### Exercise details
Within the data below, find the string "that" and return each line where it occurs.

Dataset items
=== Begin Enclosure ===

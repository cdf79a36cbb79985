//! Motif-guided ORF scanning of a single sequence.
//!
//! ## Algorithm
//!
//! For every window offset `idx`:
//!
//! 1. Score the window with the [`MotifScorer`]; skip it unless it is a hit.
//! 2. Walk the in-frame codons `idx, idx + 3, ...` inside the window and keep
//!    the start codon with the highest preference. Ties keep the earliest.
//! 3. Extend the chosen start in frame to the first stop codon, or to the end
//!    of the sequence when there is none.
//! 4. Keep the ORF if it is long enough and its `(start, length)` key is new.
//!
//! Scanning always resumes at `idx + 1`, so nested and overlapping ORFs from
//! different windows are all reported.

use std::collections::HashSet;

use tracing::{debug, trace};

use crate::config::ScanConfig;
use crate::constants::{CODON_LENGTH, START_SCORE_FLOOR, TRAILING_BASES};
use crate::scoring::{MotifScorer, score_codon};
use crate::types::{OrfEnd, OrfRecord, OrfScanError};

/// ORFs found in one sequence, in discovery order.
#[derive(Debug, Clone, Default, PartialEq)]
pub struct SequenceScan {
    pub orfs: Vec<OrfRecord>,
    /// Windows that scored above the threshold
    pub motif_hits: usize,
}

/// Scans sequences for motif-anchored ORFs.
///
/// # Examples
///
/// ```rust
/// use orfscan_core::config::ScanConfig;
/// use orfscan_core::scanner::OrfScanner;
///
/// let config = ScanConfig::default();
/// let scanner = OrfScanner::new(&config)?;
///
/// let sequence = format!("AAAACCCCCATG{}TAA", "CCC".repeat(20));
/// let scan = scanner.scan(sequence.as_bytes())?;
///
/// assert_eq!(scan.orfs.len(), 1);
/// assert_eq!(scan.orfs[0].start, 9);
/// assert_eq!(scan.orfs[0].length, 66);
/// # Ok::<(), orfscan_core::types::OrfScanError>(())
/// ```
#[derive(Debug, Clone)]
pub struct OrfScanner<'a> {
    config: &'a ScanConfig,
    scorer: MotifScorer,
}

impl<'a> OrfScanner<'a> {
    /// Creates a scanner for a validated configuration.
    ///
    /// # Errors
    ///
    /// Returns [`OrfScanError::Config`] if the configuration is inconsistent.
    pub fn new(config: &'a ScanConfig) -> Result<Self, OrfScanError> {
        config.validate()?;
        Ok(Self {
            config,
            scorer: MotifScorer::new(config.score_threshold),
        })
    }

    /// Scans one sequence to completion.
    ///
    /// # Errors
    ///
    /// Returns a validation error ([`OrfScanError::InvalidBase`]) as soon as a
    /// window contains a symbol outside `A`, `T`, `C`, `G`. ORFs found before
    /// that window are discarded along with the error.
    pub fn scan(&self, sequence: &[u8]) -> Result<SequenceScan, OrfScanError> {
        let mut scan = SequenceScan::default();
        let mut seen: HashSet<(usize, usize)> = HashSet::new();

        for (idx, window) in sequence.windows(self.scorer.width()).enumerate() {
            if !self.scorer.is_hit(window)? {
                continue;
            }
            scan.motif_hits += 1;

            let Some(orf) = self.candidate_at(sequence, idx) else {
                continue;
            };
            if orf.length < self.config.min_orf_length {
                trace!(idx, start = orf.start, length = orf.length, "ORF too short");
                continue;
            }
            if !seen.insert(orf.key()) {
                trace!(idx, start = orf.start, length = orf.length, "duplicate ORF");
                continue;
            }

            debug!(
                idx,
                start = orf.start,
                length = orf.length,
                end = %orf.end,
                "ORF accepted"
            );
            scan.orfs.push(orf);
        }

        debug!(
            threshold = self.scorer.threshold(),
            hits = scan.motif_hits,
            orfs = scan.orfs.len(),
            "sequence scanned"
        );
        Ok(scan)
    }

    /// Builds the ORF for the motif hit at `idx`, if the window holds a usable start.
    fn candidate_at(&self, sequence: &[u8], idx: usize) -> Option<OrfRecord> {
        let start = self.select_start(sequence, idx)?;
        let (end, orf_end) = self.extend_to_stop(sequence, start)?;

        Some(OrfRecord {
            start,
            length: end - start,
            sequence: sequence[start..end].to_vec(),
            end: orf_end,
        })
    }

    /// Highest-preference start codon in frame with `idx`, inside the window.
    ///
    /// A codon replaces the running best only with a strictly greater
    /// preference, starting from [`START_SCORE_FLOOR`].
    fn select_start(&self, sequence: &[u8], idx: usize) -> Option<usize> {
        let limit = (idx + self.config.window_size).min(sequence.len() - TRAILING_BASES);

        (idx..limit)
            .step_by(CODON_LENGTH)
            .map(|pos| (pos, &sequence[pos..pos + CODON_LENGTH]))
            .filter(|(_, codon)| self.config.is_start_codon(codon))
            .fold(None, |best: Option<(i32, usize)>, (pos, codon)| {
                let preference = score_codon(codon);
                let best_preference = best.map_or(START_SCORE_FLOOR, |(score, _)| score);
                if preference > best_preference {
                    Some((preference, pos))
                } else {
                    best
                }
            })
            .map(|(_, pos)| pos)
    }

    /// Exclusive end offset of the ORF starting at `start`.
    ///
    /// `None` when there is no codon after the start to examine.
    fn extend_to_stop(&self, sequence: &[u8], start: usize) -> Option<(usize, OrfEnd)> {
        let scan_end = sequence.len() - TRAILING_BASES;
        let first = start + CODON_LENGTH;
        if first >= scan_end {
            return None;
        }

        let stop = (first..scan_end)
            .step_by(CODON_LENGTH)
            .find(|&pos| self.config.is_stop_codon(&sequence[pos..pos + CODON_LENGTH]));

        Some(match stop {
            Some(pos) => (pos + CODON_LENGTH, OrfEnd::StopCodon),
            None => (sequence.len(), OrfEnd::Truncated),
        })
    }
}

=== End Enclosure ===

### Response area
    /// Windows that scored above the threshold
    /// that window are discarded along with the error.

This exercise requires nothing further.